Section 230 (Still) Applies to Contract Breach Claim–NJCCC v. McAleer
This case involves four main players:
- Newsmatics, which runs the EIN Presswire service, a pay-to-play press release distribution service.
- Frankly Media, one of Newsmatics’ distribution partners.
- Hwang, who submitted press releases to Newsmatics claiming that an NJ state court was not handling cases fairly.
- McAleer, a communications manager at the NJ state court system.
McAleer contacted Frankly Media about Hwang’s press releases. Frankly Media forwarded McAleer’s inquiry to EIN Presswire, which retracted one of Hwang’s press releases. EIN Presswire explained “our standard operating procedure is to remove a press release once we receive a complaint from a third-party publisher or anyone in general.” NB: this is not exactly a model of editorial integrity.
Hwang’s organization sued Newsmatics and McAleer. The court grants both defendants summary judgment. I’m primarily blogging this for the Section 230 discussion, but the Vullo/jawboning discussion is also in-scope.
Newsmatics Qualifies for Section 230
Hwang said that Newsmatics’ withdrawal of the press release was a breach of contract, i.e., Hwang paid to place the press release, and Newsmatics didn’t follow its purported rules for posting such content. Newsmatics wins on Section 230 grounds.
ICS Provider. Undisputed.
Another Information Content Provider. “There is no dispute that the press releases were drafted and prepared by Plaintiff and not Newsmatics. And there is nothing in the record to suggest that Newsmatics imparted its own expression into Plaintiff’s press releases.”
Publisher/Speaker Claim. “courts have consistently held that § 230(c)(1) bars breach of contract claims, including those related to the removal of content.” Cites include Yuksel v. Twitter, Haywood v. Amazon, Rangel v. Dorsey, Murphy v. Twitter. While it’s true that many courts have applied Section 230 to breach of contract claims, the “consistently” claim is shaky in the wake of the Calise v. Meta and Bride v. YOLO rulings–which sub silento may have overturned some of the cases cited by the court. The court didn’t engage the Calise or Bride precedents. I think this court got it right, but that’s because I think the Calise and Bride rulingson 230/contracts were wrong. For more on that, see Ryan v. X.

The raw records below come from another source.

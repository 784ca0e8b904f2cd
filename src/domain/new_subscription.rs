use crate::domain::subscriber_email::SubscriberEmail;

/// Placeholder stored when a piece of provenance was not supplied.
pub const UNKNOWN: &str = "unknown";

#[derive(Debug, Clone, PartialEq, Eq)]
pub struct Provenance {
    pub ip_address: String,
    pub user_agent: String,
    pub source: String,
}

impl Provenance {
    pub fn new(
        ip_address: Option<String>,
        user_agent: Option<String>,
        source: Option<String>,
    ) -> Provenance {
        Provenance {
            ip_address: or_unknown(ip_address),
            user_agent: or_unknown(user_agent),
            source: or_unknown(source),
        }
    }
}

impl Default for Provenance {
    fn default() -> Self {
        Provenance::new(None, None, None)
    }
}

fn or_unknown(value: Option<String>) -> String {
    value
        .map(|value| value.trim().to_string())
        .filter(|value| !value.is_empty())
        .unwrap_or_else(|| String::from(UNKNOWN))
}

#[derive(Debug, Clone)]
pub struct NewSubscription {
    pub email: SubscriberEmail,
    pub provenance: Provenance,
}
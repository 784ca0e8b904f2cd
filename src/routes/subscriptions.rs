use actix_web::{http::StatusCode, web, HttpResponse, ResponseError};
use serde::{Deserialize, Serialize};
use std::collections::BTreeMap;

use crate::{
    domain::{
        pagination::{PageRequest, Pagination},
        subscription::SubscriptionSummary,
        subscription_status::SubscriptionStatus,
    },
    error::{error_chain_fmt, error_response},
    store::{StoreError, SubscriptionStore},
};

#[derive(Deserialize, Debug)]
pub struct ListingParameters {
    pub page: Option<u32>,
    pub limit: Option<u32>,
    pub status: Option<String>,
}

#[derive(Serialize)]
pub struct SubscriptionsPage {
    pub subscriptions: Vec<SubscriptionSummary>,
    pub pagination: Pagination,
    pub analytics: BTreeMap<SubscriptionStatus, u64>,
}

#[derive(thiserror::Error)]
pub enum ListSubscriptionsError {
    #[error("{0}")]
    ValidationError(String),
    #[error("Failed to fetch subscriptions")]
    QueryError(#[from] StoreError),
}

impl std::fmt::Debug for ListSubscriptionsError {
    fn fmt(&self, f: &mut std::fmt::Formatter<'_>) -> std::fmt::Result {
        error_chain_fmt(self, f)
    }
}

impl ResponseError for ListSubscriptionsError {
    fn status_code(&self) -> StatusCode {
        match self {
            ListSubscriptionsError::ValidationError(_) => StatusCode::BAD_REQUEST,
            ListSubscriptionsError::QueryError(_) => StatusCode::INTERNAL_SERVER_ERROR,
        }
    }

    fn error_response(&self) -> HttpResponse {
        error_response(self.status_code(), &self.to_string())
    }
}

#[tracing::instrument(name = "Listing waitlist subscriptions", skip(store))]
pub async fn handle_list_subscriptions(
    parameters: web::Query<ListingParameters>,
    store: web::Data<dyn SubscriptionStore>,
) -> Result<HttpResponse, ListSubscriptionsError> {
    let parameters = parameters.into_inner();
    let page = PageRequest::parse(parameters.page, parameters.limit)
        .map_err(ListSubscriptionsError::ValidationError)?;
    let status = match parameters.status {
        Some(status) => {
            SubscriptionStatus::parse(status).map_err(ListSubscriptionsError::ValidationError)?
        }
        None => SubscriptionStatus::default(),
    };

    let subscriptions = store.list(status, &page).await?;
    let total_count = store.count_by_status(status).await?;
    let analytics = store.count_per_status().await?;

    Ok(HttpResponse::Ok().json(SubscriptionsPage {
        subscriptions: subscriptions
            .into_iter()
            .map(SubscriptionSummary::from)
            .collect(),
        pagination: Pagination::new(&page, total_count),
        analytics,
    }))
}
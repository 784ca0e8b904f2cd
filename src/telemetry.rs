use tracing::{subscriber::set_global_default, Subscriber};
use tracing_bunyan_formatter::{BunyanFormattingLayer, JsonStorageLayer};
use tracing_log::LogTracer;
use tracing_subscriber::{fmt::MakeWriter, layer::SubscriberExt, EnvFilter, Registry};

/// Builds a subscriber writing bunyan-formatted JSON to `sink`.
///
/// `RUST_LOG` takes precedence over `env_filter` when it is set.
pub fn get_subscriber<Sink>(
    name: String,
    env_filter: String,
    sink: Sink,
) -> impl Subscriber + Send + Sync
where
    Sink: for<'a> MakeWriter<'a> + Send + Sync + 'static,
{
    let env_filter =
        EnvFilter::try_from_default_env().unwrap_or_else(|_| EnvFilter::new(env_filter));
    let formatting_layer = BunyanFormattingLayer::new(name, sink);

    Registry::default()
        .with(env_filter)
        .with(JsonStorageLayer)
        .with(formatting_layer)
}

/// Redirects `log` records to tracing and installs `subscriber` globally.
/// Must be called only once.
pub fn init_subscriber(subscriber: impl Subscriber + Send + Sync) {
    LogTracer::init().expect("Failed to set logger");
    set_global_default(subscriber).expect("Failed to set subscriber");
}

McAleer Didn’t Engage in Jawboning
Hwang argued that McAleer censored him by using his position as a government official to drive Hwang’s press release offline. The court responds that the “Plaintiff’s First Amendment claim turns on whether McAleer “threatened” or “coerced” Newsmatics into retracting the February 20 press release. Based on the totality of the circumstances, the Court finds that he did not.”
The court explains:
McAleer’s email requesting that the February 20 press release be “removed immediately” does not rise to the level of state-coerced action….McAleer’s email is “devoid” of “any enforceable threats,” as he lacked any regulatory or enforcement power…
the recipient of the communication in this case…testified that its decision to remove the February 20 press release was not the result of government coercion or intimidation. Newsmatics’s vice president for corporate development, Jeremy Fields, testified that it was the company’s policy to retract press releases upon receiving complaints from publishers….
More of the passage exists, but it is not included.